El misterio de Dios es ponerte al lado de Dios y ver qué surge, porque cada espiga -aunque todas sean de trigo- son diversas y es importante conocerlas a cada una, y conocer por qué ésta dio treinta, la otra sesenta, la otra un cien por ciento… o sea conocer qué significaron las piedras en uno, que pueden ser distintas las piedras en otro.

 Jesús, que habla en parábolas, en privado les explicaba todo. Que nosotros hagamos, en un espacio de nuestra vida -en lo agitado de la mañana, de nuestro trabajo- ese espacio de privacidad, para que Dios nos siga explicando el significado de las parábolas, es decir, para que siga haciéndose presente en nuestra vida el misterio de Dios. Que podamos seguir sumergiéndonos en este misterio que para nosotros fue revelado; que podamos seguir pudiendo fecundar la Palabra en nuestra vida, para ser nosotros ese fruto fecundo que da vida con quienes se encuentra.

Las parábolas de Dios no se agotan, porque estaríamos diciendo que Dios se agota, estaríamos diciendo que ya conozco lo que Dios dice y que yo ya lo hice y no dio resultado… Entonces, no conociste a Dios y no conocés lo que Él te está pidiendo, porque la luz ilumina sí o sí, es más fuerte que las tinieblas.

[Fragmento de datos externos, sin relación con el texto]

//! Linear undo/redo log of draft snapshots.
//!
//! `entries[0]` is the initial state and survives eviction and compression.
//! Recording a new entry discards everything after the cursor. Consecutive
//! edits to the same field inside the merge window collapse into one entry,
//! so one undo step reverts a whole typing burst.

use std::convert::Infallible;
use std::sync::Arc;
use std::time::Duration;

use draftsync_core::{
    Action, ActionId, ActionKind, Clock, CoreError, FieldValue, Fields, HistoryEntry, SystemClock,
};
use draftsync_storage::{KeyValueStore, get_decoded, put_encoded};
use serde::{Deserialize, Serialize};
use tracing::{debug, info, warn};

use crate::config::HistoryConfig;
use crate::debounce::Debouncer;
use crate::error::EngineError;

const INITIAL_DESCRIPTION: &str = "Initial state";

#[derive(Debug, Clone, Copy, PartialEq, Eq, Default)]
pub enum HistoryMode {
    #[default]
    Recording,
    /// A restored snapshot is being applied; record calls are ignored until
    /// [`HistoryManager::finish_restore`].
    Restoring,
}

#[derive(Debug, Serialize, Deserialize)]
struct PersistedHistory {
    entries: Vec<HistoryEntry>,
    current_index: usize,
}

struct Persistence {
    store: Arc<dyn KeyValueStore>,
    key: String,
    writer: Debouncer<Vec<u8>, (), Infallible>,
}

impl Persistence {
    fn new(store: Arc<dyn KeyValueStore>, key: &str, delay: Duration) -> Self {
        let writer_store = Arc::clone(&store);
        let writer_key = key.to_string();
        let writer = Debouncer::new(delay, move |bytes: Vec<u8>| {
            let store = Arc::clone(&writer_store);
            let key = writer_key.clone();
            async move {
                match store.set(&key, &bytes) {
                    Ok(()) => debug!(key, bytes = bytes.len(), "history persisted"),
                    Err(e) => warn!(key, error = %e, "failed to persist history"),
                }
                Ok(())
            }
        });
        Self {
            store,
            key: key.to_string(),
            writer,
        }
    }
}

pub struct HistoryManager {
    config: HistoryConfig,
    clock: Arc<dyn Clock>,
    entries: Vec<HistoryEntry>,
    current: usize,
    mode: HistoryMode,
    persistence: Option<Persistence>,
}

impl HistoryManager {
    pub fn new(config: HistoryConfig, initial: Fields) -> Self {
        Self::with_clock(config, initial, Arc::new(SystemClock))
    }

    pub fn with_clock(config: HistoryConfig, initial: Fields, clock: Arc<dyn Clock>) -> Self {
        let entries = vec![initial_entry(initial, clock.now_ms())];
        Self {
            config,
            clock,
            entries,
            current: 0,
            mode: HistoryMode::Recording,
            persistence: None,
        }
    }

    /// Load the history stored under `key`, or start a fresh one from
    /// `initial` when nothing is stored. Every later change is written back
    /// through a debounced writer, so this must run inside a tokio runtime.
    pub fn restore_or_new(
        config: HistoryConfig,
        initial: Fields,
        clock: Arc<dyn Clock>,
        store: Arc<dyn KeyValueStore>,
        key: &str,
    ) -> Result<Self, EngineError> {
        let persisted: Option<PersistedHistory> = get_decoded(store.as_ref(), key)?;
        let delay = Duration::from_millis(config.persist_debounce_ms);
        let mut manager = Self::with_clock(config, initial, clock);

        if let Some(persisted) = persisted {
            if persisted.entries.is_empty() || persisted.current_index >= persisted.entries.len() {
                return Err(CoreError::InvalidData(format!(
                    "stored history cursor {} outside {} entries",
                    persisted.current_index,
                    persisted.entries.len()
                ))
                .into());
            }
            info!(
                key,
                entries = persisted.entries.len(),
                current = persisted.current_index,
                "restored history"
            );
            manager.entries = persisted.entries;
            manager.current = persisted.current_index;
        }
        manager.persistence = Some(Persistence::new(store, key, delay));
        Ok(manager)
    }

    // ========================================================================
    // Recording
    // ========================================================================

    /// Record one field edit. Returns `None` while restoring.
    pub fn add_field_change(
        &mut self,
        field: &str,
        previous: FieldValue,
        new: FieldValue,
        snapshot: Fields,
    ) -> Option<ActionId> {
        if self.mode == HistoryMode::Restoring {
            return None;
        }
        let now = self.clock.now_ms();
        let action = Action::field_change(field, previous, new, now);
        let id = action.id;

        if self.can_merge(field, now) {
            let last = &mut self.entries[self.current];
            last.actions.push(action);
            last.snapshot = snapshot;
            last.merged = true;
            last.timestamp_ms = now;
            debug!(field, actions = last.actions.len(), "merged field change");
            self.schedule_persist();
            return Some(id);
        }

        self.record(HistoryEntry::new(now, snapshot, vec![action]));
        Some(id)
    }

    /// Record several field edits as one undo step. Returns the id of the
    /// parent `BatchUpdate` action.
    pub fn add_batch_update(
        &mut self,
        changes: Vec<(String, FieldValue, FieldValue)>,
        snapshot: Fields,
        description: impl Into<String>,
    ) -> Option<ActionId> {
        if self.mode == HistoryMode::Restoring || changes.is_empty() {
            return None;
        }
        let now = self.clock.now_ms();
        let parent = Action::new(ActionKind::BatchUpdate, description, now);
        let id = parent.id;
        let mut actions = Vec::with_capacity(changes.len() + 1);
        actions.push(parent);
        actions.extend(
            changes
                .into_iter()
                .map(|(field, previous, new)| Action::field_change(&field, previous, new, now)),
        );
        self.record(HistoryEntry::new(now, snapshot, actions));
        Some(id)
    }

    /// Record a whole-entity action such as `Create` or `Delete`.
    pub fn add_action(
        &mut self,
        kind: ActionKind,
        description: impl Into<String>,
        snapshot: Fields,
    ) -> Option<ActionId> {
        if self.mode == HistoryMode::Restoring {
            return None;
        }
        let now = self.clock.now_ms();
        let action = Action::new(kind, description, now);
        let id = action.id;
        self.record(HistoryEntry::new(now, snapshot, vec![action]));
        Some(id)
    }

    /// Record an accepted AI suggestion. Never merged with neighbouring edits.
    pub fn add_ai_enhancement(
        &mut self,
        field: &str,
        previous: FieldValue,
        new: FieldValue,
        snapshot: Fields,
    ) -> Option<ActionId> {
        if self.mode == HistoryMode::Restoring {
            return None;
        }
        let now = self.clock.now_ms();
        let action = Action {
            kind: ActionKind::AiEnhance,
            description: format!("AI enhanced {field}"),
            ..Action::field_change(field, previous, new, now)
        };
        let id = action.id;
        self.record(HistoryEntry::new(now, snapshot, vec![action]));
        Some(id)
    }

    fn can_merge(&self, field: &str, now: u64) -> bool {
        if !self.config.enable_batching || self.current == 0 || self.can_redo() {
            return false;
        }
        let last = &self.entries[self.current];
        last.single_field() == Some(field)
            && now.saturating_sub(last.timestamp_ms) < self.config.merge_window_ms
    }

    fn record(&mut self, entry: HistoryEntry) {
        let abandoned = self.entries.len() - self.current - 1;
        if abandoned > 0 {
            debug!(abandoned, "dropping redo entries");
        }
        self.entries.truncate(self.current + 1);
        self.entries.push(entry);
        self.current = self.entries.len() - 1;

        // Keep the initial entry and at least one edit.
        let max = self.config.max_entries.max(2);
        let overflow = self.entries.len().saturating_sub(max);
        if overflow > 0 {
            self.entries.drain(1..=overflow);
            self.current -= overflow;
            debug!(evicted = overflow, "evicted oldest history entries");
        }

        if self.config.auto_compress
            && self.entries.len() as f64
                >= self.config.compress_threshold * self.config.max_entries as f64
        {
            self.compress_history(self.config.compress_ratio);
        }
        self.schedule_persist();
    }

    // ========================================================================
    // Restoring
    // ========================================================================

    /// Step back one entry and return the snapshot to apply. The manager
    /// keeps recording, so the next edit truncates the redo branch.
    pub fn undo(&mut self) -> Option<Fields> {
        if !self.can_undo() {
            return None;
        }
        self.current -= 1;
        Some(self.move_cursor())
    }

    pub fn redo(&mut self) -> Option<Fields> {
        if !self.can_redo() {
            return None;
        }
        self.current += 1;
        Some(self.move_cursor())
    }

    pub fn jump_to_index(&mut self, index: usize) -> Result<Fields, EngineError> {
        if index >= self.entries.len() {
            return Err(EngineError::HistoryIndex {
                index,
                len: self.entries.len(),
            });
        }
        self.current = index;
        Ok(self.move_cursor())
    }

    fn move_cursor(&mut self) -> Fields {
        self.schedule_persist();
        self.entries[self.current].snapshot.clone()
    }

    /// Ignore record calls while a restored snapshot propagates back through
    /// the host's edit path. Pair with [`HistoryManager::finish_restore`].
    pub fn begin_restore(&mut self) {
        self.mode = HistoryMode::Restoring;
    }

    pub fn finish_restore(&mut self) {
        self.mode = HistoryMode::Recording;
    }

    /// Undo and hand the snapshot to `apply` with recording suspended.
    /// Returns whether there was anything to undo.
    pub fn undo_with(&mut self, apply: impl FnOnce(&Fields)) -> bool {
        let Some(snapshot) = self.undo() else {
            return false;
        };
        self.begin_restore();
        apply(&snapshot);
        self.finish_restore();
        true
    }

    pub fn redo_with(&mut self, apply: impl FnOnce(&Fields)) -> bool {
        let Some(snapshot) = self.redo() else {
            return false;
        };
        self.begin_restore();
        apply(&snapshot);
        self.finish_restore();
        true
    }

    // ========================================================================
    // Maintenance
    // ========================================================================

    /// Thin the log to roughly `ratio` of its length. The first, last and
    /// current entries always survive, plus every n-th entry for
    /// `n = ceil(1 / ratio)`.
    pub fn compress_history(&mut self, ratio: f64) {
        let len = self.entries.len();
        if len <= 2 || !(ratio > 0.0 && ratio < 1.0) {
            return;
        }
        let step = (1.0 / ratio).ceil() as usize;
        let current = self.current;
        let keep = |i: usize| i == 0 || i == len - 1 || i == current || i % step == 0;

        let new_current = (0..current).filter(|&i| keep(i)).count();
        let mut index = 0;
        self.entries.retain(|_| {
            let kept = keep(index);
            index += 1;
            kept
        });
        self.current = new_current;
        info!(before = len, after = self.entries.len(), "compressed history");
        self.schedule_persist();
    }

    /// Drop every entry and start over from `initial`.
    pub fn clear(&mut self, initial: Fields) {
        self.entries = vec![initial_entry(initial, self.clock.now_ms())];
        self.current = 0;
        self.mode = HistoryMode::Recording;
        self.schedule_persist();
    }

    // ========================================================================
    // Queries
    // ========================================================================

    /// Actions that touched `field`, most recent first, up to the cursor.
    pub fn field_history(&self, field: &str) -> Vec<&Action> {
        self.effective_actions().filter(|a| a.touches(field)).collect()
    }

    pub fn recent_actions(&self, limit: usize) -> Vec<&Action> {
        self.effective_actions().take(limit).collect()
    }

    fn effective_actions(&self) -> impl Iterator<Item = &Action> {
        self.entries[..=self.current]
            .iter()
            .rev()
            .flat_map(|entry| entry.actions.iter().rev())
    }

    pub fn can_undo(&self) -> bool {
        self.current > 0
    }

    pub fn can_redo(&self) -> bool {
        self.current + 1 < self.entries.len()
    }

    pub fn len(&self) -> usize {
        self.entries.len()
    }

    pub fn is_empty(&self) -> bool {
        self.entries.is_empty()
    }

    pub fn current_index(&self) -> usize {
        self.current
    }

    pub fn current_snapshot(&self) -> &Fields {
        &self.entries[self.current].snapshot
    }

    pub fn entries(&self) -> &[HistoryEntry] {
        &self.entries
    }

    pub fn mode(&self) -> HistoryMode {
        self.mode
    }

    pub fn config(&self) -> &HistoryConfig {
        &self.config
    }

    // ========================================================================
    // Persistence
    // ========================================================================

    pub fn is_persistent(&self) -> bool {
        self.persistence.is_some()
    }

    fn persisted(&self) -> PersistedHistory {
        PersistedHistory {
            entries: self.entries.clone(),
            current_index: self.current,
        }
    }

    fn schedule_persist(&self) {
        let Some(persistence) = &self.persistence else {
            return;
        };
        match rmp_serde::to_vec_named(&self.persisted()) {
            Ok(bytes) => {
                let _ = persistence.writer.call(bytes);
            }
            Err(e) => warn!(error = %e, "failed to encode history"),
        }
    }

    /// Write the current log now instead of waiting for the debounced writer.
    pub fn flush_persistence(&self) -> Result<(), EngineError> {
        let Some(persistence) = &self.persistence else {
            return Ok(());
        };
        persistence.writer.cancel();
        put_encoded(persistence.store.as_ref(), &persistence.key, &self.persisted())?;
        Ok(())
    }
}

fn initial_entry(snapshot: Fields, timestamp_ms: u64) -> HistoryEntry {
    HistoryEntry::new(
        timestamp_ms,
        snapshot,
        vec![Action::new(ActionKind::Create, INITIAL_DESCRIPTION, timestamp_ms)],
    )
}
impl Shared {
    fn transition(&self, session: &mut Session, status: SaveStatus) {
        session.base_status = status;
        self.publish(session);
    }

    fn publish(&self, session: &mut Session) {
        let effective = if !session.online && !session.offline_queue.is_empty() {
            SaveStatus::Offline
        } else {
            session.base_status
        };
        if session.draft.save_status != effective {
            debug!(
                from = session.draft.save_status.as_str(),
                to = effective.as_str(),
                "save status changed"
            );
            session.draft.save_status = effective;
            self.status.send_replace(effective);
            session.notices.push(Notice::Status(effective));
        }
    }

    /// Unlock the session, then deliver the notices gathered while it was held.
    fn release(&self, mut session: MutexGuard<'_, Session>) {
        let notices = std::mem::take(&mut session.notices);
        drop(session);
        for notice in notices {
            self.notify(notice);
        }
    }

    fn persist_queue(&self, queue: &VecDeque<QueuedUpdate>) {
        let Some(store) = &self.queue_store else {
            return;
        };
        let entries: Vec<&QueuedUpdate> = queue.iter().collect();
        if let Err(e) = put_encoded(store.as_ref(), &self.config.offline_queue_key, &entries) {
            warn!(error = %e, "failed to persist offline queue");
        }
    }

    fn notify(&self, notice: Notice) {
        match notice {
            Notice::Status(status) => self.observer.on_status_change(status),
            Notice::Saved(version) => self.observer.on_save_success(version),
            Notice::Retry(attempt, delay) => self.observer.on_retry_scheduled(attempt, delay),
            Notice::Failed(error) => self.observer.on_save_error(&error),
            Notice::Conflict(error) => self.observer.on_conflict(&error),
        }
    }
}

impl Drop for Shared {
    fn drop(&mut self) {
        let session = self.session.get_mut();
        session.supersede();
        if let Some(listener) = self.listener.get_mut().take() {
            listener.abort();
        }
    }
}

pub struct AutosaveBuilder {
    backend: Arc<dyn SaveBackend>,
    config: AutosaveConfig,
    observer: Arc<dyn AutosaveObserver>,
    clock: Arc<dyn Clock>,
    queue_store: Option<Arc<dyn KeyValueStore>>,
}
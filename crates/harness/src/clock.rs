use std::sync::atomic::{AtomicU64, Ordering};

use draftsync_core::Clock;

/// Wall clock that only moves when a test moves it.
#[derive(Debug, Default)]
pub struct ManualClock {
    now_ms: AtomicU64,
}

impl ManualClock {
    pub fn new(now_ms: u64) -> Self {
        Self {
            now_ms: AtomicU64::new(now_ms),
        }
    }

    pub fn advance(&self, ms: u64) {
        self.now_ms.fetch_add(ms, Ordering::SeqCst);
    }

    pub fn set(&self, now_ms: u64) {
        self.now_ms.store(now_ms, Ordering::SeqCst);
    }
}

impl Clock for ManualClock {
    fn now_ms(&self) -> u64 {
        self.now_ms.load(Ordering::SeqCst)
    }
}
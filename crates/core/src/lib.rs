pub mod clock;
pub mod draft;
pub mod error;
pub mod field_value;
pub mod history;
pub mod ids;

pub use clock::{Clock, SystemClock};
pub use draft::{Draft, QueuedUpdate, SaveStatus};
pub use error::CoreError;
pub use field_value::{FieldValue, Fields};
pub use history::{Action, ActionKind, HistoryEntry};
pub use ids::*;
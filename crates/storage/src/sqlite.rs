use parking_lot::Mutex;
use rusqlite::{Connection, OptionalExtension};

use crate::error::StorageError;
use crate::traits::KeyValueStore;

pub struct SqliteStore {
    conn: Mutex<Connection>,
}

impl SqliteStore {
    pub fn open(path: &str) -> Result<Self, StorageError> {
        let conn = Connection::open(path)?;
        crate::schema::init_schema(&conn)?;
        Ok(Self {
            conn: Mutex::new(conn),
        })
    }

    pub fn open_in_memory() -> Result<Self, StorageError> {
        let conn = Connection::open_in_memory()?;
        crate::schema::init_schema(&conn)?;
        Ok(Self {
            conn: Mutex::new(conn),
        })
    }

    pub fn keys(&self) -> Result<Vec<String>, StorageError> {
        let conn = self.conn.lock();
        let mut stmt = conn.prepare("SELECT key FROM kv ORDER BY key")?;
        let rows = stmt.query_map([], |row| row.get::<_, String>(0))?;
        let mut keys = Vec::new();
        for key in rows {
            keys.push(key?);
        }
        Ok(keys)
    }
}

impl KeyValueStore for SqliteStore {
    fn get(&self, key: &str) -> Result<Option<Vec<u8>>, StorageError> {
        let conn = self.conn.lock();
        let value = conn
            .query_row("SELECT value FROM kv WHERE key = ?1", [key], |row| {
                row.get::<_, Vec<u8>>(0)
            })
            .optional()?;
        Ok(value)
    }

    fn set(&self, key: &str, value: &[u8]) -> Result<(), StorageError> {
        let conn = self.conn.lock();
        conn.execute(
            "INSERT INTO kv (key, value) VALUES (?1, ?2)
             ON CONFLICT(key) DO UPDATE SET
                value = excluded.value,
                updated_at = CAST(unixepoch('now','subsec') * 1000 AS INTEGER)",
            rusqlite::params![key, value],
        )?;
        Ok(())
    }

    fn remove(&self, key: &str) -> Result<(), StorageError> {
        let conn = self.conn.lock();
        conn.execute("DELETE FROM kv WHERE key = ?1", [key])?;
        Ok(())
    }
}
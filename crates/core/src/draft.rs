use std::collections::BTreeSet;

use serde::{Deserialize, Serialize};

use crate::field_value::{FieldValue, Fields};
use crate::ids::QueueEntryId;

#[derive(Debug, Clone, Copy, PartialEq, Eq, Default, Serialize, Deserialize)]
pub enum SaveStatus {
    #[default]
    Idle,
    Dirty,
    Saving,
    Saved,
    Error,
    Offline,
}

impl SaveStatus {
    pub fn as_str(&self) -> &'static str {
        match self {
            Self::Idle => "idle",
            Self::Dirty => "dirty",
            Self::Saving => "saving",
            Self::Saved => "saved",
            Self::Error => "error",
            Self::Offline => "offline",
        }
    }
}

/// The live value of an entity under edit.
#[derive(Debug, Clone, Default, PartialEq, Eq)]
pub struct Draft {
    pub fields: Fields,
    pub dirty_fields: BTreeSet<String>,
    /// Edits not yet acknowledged by the save backend.
    pub pending_updates: Fields,
    pub version: u64,
    pub save_status: SaveStatus,
}

impl Draft {
    pub fn new(fields: Fields, version: u64) -> Self {
        Self {
            fields,
            version,
            ..Self::default()
        }
    }

    pub fn get(&self, field: &str) -> Option<&FieldValue> {
        self.fields.get(field)
    }

    pub fn is_dirty(&self) -> bool {
        !self.dirty_fields.is_empty()
    }

    /// Apply an edit: the value lands in the draft and in the pending buffer.
    pub fn stage(&mut self, field: &str, value: FieldValue) {
        self.fields.insert(field.to_string(), value.clone());
        self.pending_updates.insert(field.to_string(), value);
        self.dirty_fields.insert(field.to_string());
    }

    /// Drop the sent fields from the pending buffer, except those edited again
    /// while the save was in flight.
    pub fn acknowledge(&mut self, sent: &Fields) {
        for (field, value) in sent {
            if self.pending_updates.get(field) == Some(value) {
                self.pending_updates.remove(field);
                self.dirty_fields.remove(field);
            }
        }
    }

    /// Move the whole pending buffer out, clearing the dirty markers.
    pub fn take_pending(&mut self) -> Fields {
        self.dirty_fields.clear();
        std::mem::take(&mut self.pending_updates)
    }
}

/// A partial update captured while connectivity was unavailable.
#[derive(Debug, Clone, PartialEq, Eq, Serialize, Deserialize)]
pub struct QueuedUpdate {
    pub id: QueueEntryId,
    pub fields: Fields,
    pub queued_at: u64,
}

impl QueuedUpdate {
    pub fn new(fields: Fields, queued_at: u64) -> Self {
        Self {
            id: QueueEntryId::new(),
            fields,
            queued_at,
        }
    }
}
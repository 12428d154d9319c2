use rusqlite::Connection;

use crate::error::StorageError;

pub const SCHEMA_VERSION: i32 = 1;

pub fn init_schema(conn: &Connection) -> Result<(), StorageError> {
    conn.execute_batch(
        "
        PRAGMA journal_mode = WAL;
        PRAGMA synchronous = NORMAL;
        PRAGMA busy_timeout = 5000;
    ",
    )?;
    conn.execute_batch(SCHEMA_SQL)?;
    Ok(())
}

const SCHEMA_SQL: &str = "
CREATE TABLE IF NOT EXISTS schema_version (
    version INTEGER PRIMARY KEY,
    applied_at INTEGER NOT NULL
);
INSERT OR IGNORE INTO schema_version (version, applied_at) VALUES (1, unixepoch());

CREATE TABLE IF NOT EXISTS kv (
    key TEXT PRIMARY KEY,
    value BLOB NOT NULL,
    updated_at INTEGER NOT NULL DEFAULT (CAST(unixepoch('now','subsec') * 1000 AS INTEGER))
);
";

La luz es lo que gana, lo definitivo es la vida, porque estamos en un tiempo de resurrección. Entonces, más fuerte que el tiempo, más fuerte que la cultura contemporánea -con sus aspectos hermosos que tiene, porque no todo es oscuridad ahora- más allá de los ruidos que parecerían ser que hace el mal, silenciosamente -en las entrañas de la tierra- se va engendrando una vida nueva, en la cual nosotros hemos aportado algo, o no.

Ojalá que nos sorprenda el Reino de Dios que crece y que va a emerger con una fuerza como la de un rayo que atraviesa (como dicen los textos apocalípticos), siendo nosotros parte del proceso de los que ayudan a gestar y a parir la vida. No miremos la sombra y no miremos el ruido de la muerte: aportemos la vida, eso es lo que ya triunfó en Jesús y lo que va a triunfar en la cultura y en la vida de la familia.

El reino de Dios es lo definitivo: que nos sorprenda  -incluso en nuestra muerte física- trabajando en este reino de vida, para que, definitivamente, también participemos de esta morada de vida que Jesús está armando para nosotros.